Depuis la crise économique et financière de 2008, le rôle économique des comités d’entreprise s’est intensifié. Nombreux ont été les élus contraints de faire face, parfois pour la première fois, à un PSE. Conséquences, les rapports de forces dans les entreprises se sont durcis, entrainant des luttes sociales de grande ampleur et une médiatisation de certains de leurs leaders.

L’existence et les droits des représentations de salariés sont tributaires du contexte et des rapports de forces dans la société. Comme nous l’avons retracé dans cette « Saga des CE », le parcours des comités d’entreprise est jalonné par les grands évènements du 20e siècle : Front populaire, Occupation, Résistance, Trente Glorieuses, émergence de la société de consommation, élection de la gauche en 1981… Aujourd’hui, au 21e siècle, c’est la mondialisation et la crise économique et financière qui forment l’arrière-fond de l’histoire contemporaine des comités d’entreprise.

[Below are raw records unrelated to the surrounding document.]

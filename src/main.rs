//! edgeflow demo service
//!
//! Runs an event-pipeline service whose pipeline is defined entirely in
//! configuration (`[writable.pipeline]`). Useful as-is for simple
//! filter/transform/export deployments and as a template for services
//! that define their pipelines in code.

use std::process::ExitCode;

use clap::Parser;
use tracing::{error, info};
use tracing_subscriber::{fmt, layer::SubscriberExt, util::SubscriberInitExt, EnvFilter};

use edgeflow::{AppService, Result, ServiceArgs};

const SERVICE_KEY: &str = "edgeflow-app-<profile>";

#[tokio::main]
async fn main() -> ExitCode {
    let args = ServiceArgs::parse();

    let filter = EnvFilter::try_from_default_env().unwrap_or_else(|_| EnvFilter::new("info"));
    tracing_subscriber::registry()
        .with(filter)
        .with(fmt::layer())
        .init();

    match run_service(args).await {
        Ok(()) => {
            info!("service exited cleanly");
            ExitCode::SUCCESS
        }
        Err(error) => {
            error!(error = %error, "service failed");
            ExitCode::FAILURE
        }
    }
}

async fn run_service(args: ServiceArgs) -> Result<()> {
    let mut service = AppService::new(SERVICE_KEY, args);
    service.initialize().await?;

    let pipeline = service.load_configurable_pipeline()?;
    service.set_functions_pipeline(pipeline)?;

    service.run().await
}
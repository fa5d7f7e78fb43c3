//! Per-event processing context
//!
//! One [`Context`] is created by the trigger for each incoming event and
//! discarded when processing returns. Pipeline functions use it to set
//! the final output, deposit retry data for store-and-forward, reach the
//! core-data service, and resolve secrets. Errors from these operations
//! are returned to the calling function, never thrown across the
//! runtime.

use std::collections::HashMap;
use std::sync::Arc;

use bytes::Bytes;
use tracing::debug;
use uuid::Uuid;

use crate::clients::CoreDataClient;
use crate::config::WritableConfig;
use crate::error::{EdgeflowError, Result};
use crate::function::Value;
use crate::models::{Event, Reading};
use crate::security::SecretProvider;

/// Per-event carrier handed to every pipeline function
#[derive(Clone, Default)]
pub struct Context {
    /// Id tracking this event across services
    pub correlation_id: String,
    /// Id of the triggering event, when it arrived as JSON
    pub event_id: String,
    /// Checksum of the triggering event, when it arrived as CBOR
    pub event_checksum: String,
    /// Final output for the trigger to deliver; set via [`Context::complete`]
    pub output_data: Option<Bytes>,
    /// Payload to persist if the current function signals failure
    pub retry_data: Option<Bytes>,
    /// Snapshot of the writable configuration taken at event entry
    pub writable: WritableConfig,
    core_data: Option<Arc<CoreDataClient>>,
    secret_provider: Option<Arc<SecretProvider>>,
}

impl Context {
    /// Create a context for one event.
    pub fn new(correlation_id: impl Into<String>, writable: WritableConfig) -> Self {
        Self {
            correlation_id: correlation_id.into(),
            writable,
            ..Default::default()
        }
    }

    /// Attach the core-data client.
    pub fn with_core_data(mut self, client: Arc<CoreDataClient>) -> Self {
        self.core_data = Some(client);
        self
    }

    /// Attach the secret provider.
    pub fn with_secret_provider(mut self, provider: Arc<SecretProvider>) -> Self {
        self.secret_provider = Some(provider);
        self
    }

    /// Record the id of the triggering event.
    pub fn with_event_id(mut self, event_id: impl Into<String>) -> Self {
        self.event_id = event_id.into();
        self
    }

    /// Record the checksum of the triggering event.
    pub fn with_event_checksum(mut self, checksum: impl Into<String>) -> Self {
        self.event_checksum = checksum.into();
        self
    }

    /// Set the data the trigger returns once the pipeline completes.
    ///
    /// For the HTTP trigger this becomes the response body; for the
    /// message-bus trigger it is published to the configured topic.
    pub fn complete(&mut self, output: Bytes) {
        self.output_data = Some(output);
    }

    /// Deposit the payload to persist should this function then fail.
    pub fn set_retry_data(&mut self, payload: Bytes) {
        self.retry_data = Some(payload);
    }

    pub(crate) fn clear_retry_data(&mut self) {
        self.retry_data = None;
    }

    /// Acknowledge the triggering event to core-data, by id when it is
    /// known and by checksum otherwise.
    pub async fn mark_as_pushed(&self) -> Result<()> {
        debug!(correlation_id = %self.correlation_id, "marking event as pushed");

        let client = self.core_data.as_ref().ok_or_else(|| {
            EdgeflowError::config("core_data is missing from the clients configuration")
        })?;

        if !self.event_id.is_empty() {
            client.mark_pushed(&self.event_id, &self.correlation_id).await
        } else if !self.event_checksum.is_empty() {
            client
                .mark_pushed_by_checksum(&self.event_checksum, &self.correlation_id)
                .await
        } else {
            Err(EdgeflowError::Pipeline(
                "no event id or event checksum provided".to_string(),
            ))
        }
    }

    /// Build a single-reading event and publish it to core-data. The new
    /// event carries a fresh correlation id; the returned event has the
    /// id core-data assigned.
    pub async fn push_to_core_data(
        &self,
        device_name: &str,
        reading_name: &str,
        value: &Value,
    ) -> Result<Event> {
        debug!(correlation_id = %self.correlation_id, device = device_name, "pushing to core-data");

        let client = self.core_data.as_ref().ok_or_else(|| {
            EdgeflowError::config("core_data is missing from the clients configuration")
        })?;

        let bytes = value.coerce_bytes()?;
        let now = chrono::Utc::now().timestamp_nanos_opt().unwrap_or(0);
        let reading = Reading {
            id: String::new(),
            name: reading_name.to_string(),
            value: String::from_utf8_lossy(&bytes).into_owned(),
            origin: now,
            device: device_name.to_string(),
        };

        let mut event = Event {
            id: String::new(),
            device: device_name.to_string(),
            origin: now,
            readings: vec![reading],
        };

        let correlation = Uuid::new_v4().to_string();
        event.id = client.add_event(&event, &correlation).await?;
        Ok(event)
    }

    /// Retrieve secrets from the secret provider. Empty `keys` returns
    /// everything under `path`.
    pub async fn get_secrets(&self, path: &str, keys: &[&str]) -> Result<HashMap<String, String>> {
        let provider = self.secret_provider.as_ref().ok_or_else(|| {
            EdgeflowError::Secrets("secret provider is not initialized".to_string())
        })?;
        provider.get_secrets(path, keys).await
    }
}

Délocalisations, fermetures de sites, restructurations, licenciements sont maintenant le pain quotidien des élus de CE ou de CCE qui ont souvent le sentiment frustrant, voire décourageant, de ne pas avoir prise sur tout cela. L’intensification des rapports de forces et la dégradation du dialogue social amplifient encore davantage cette impression d’impuissance face au déluge de salariés licenciés.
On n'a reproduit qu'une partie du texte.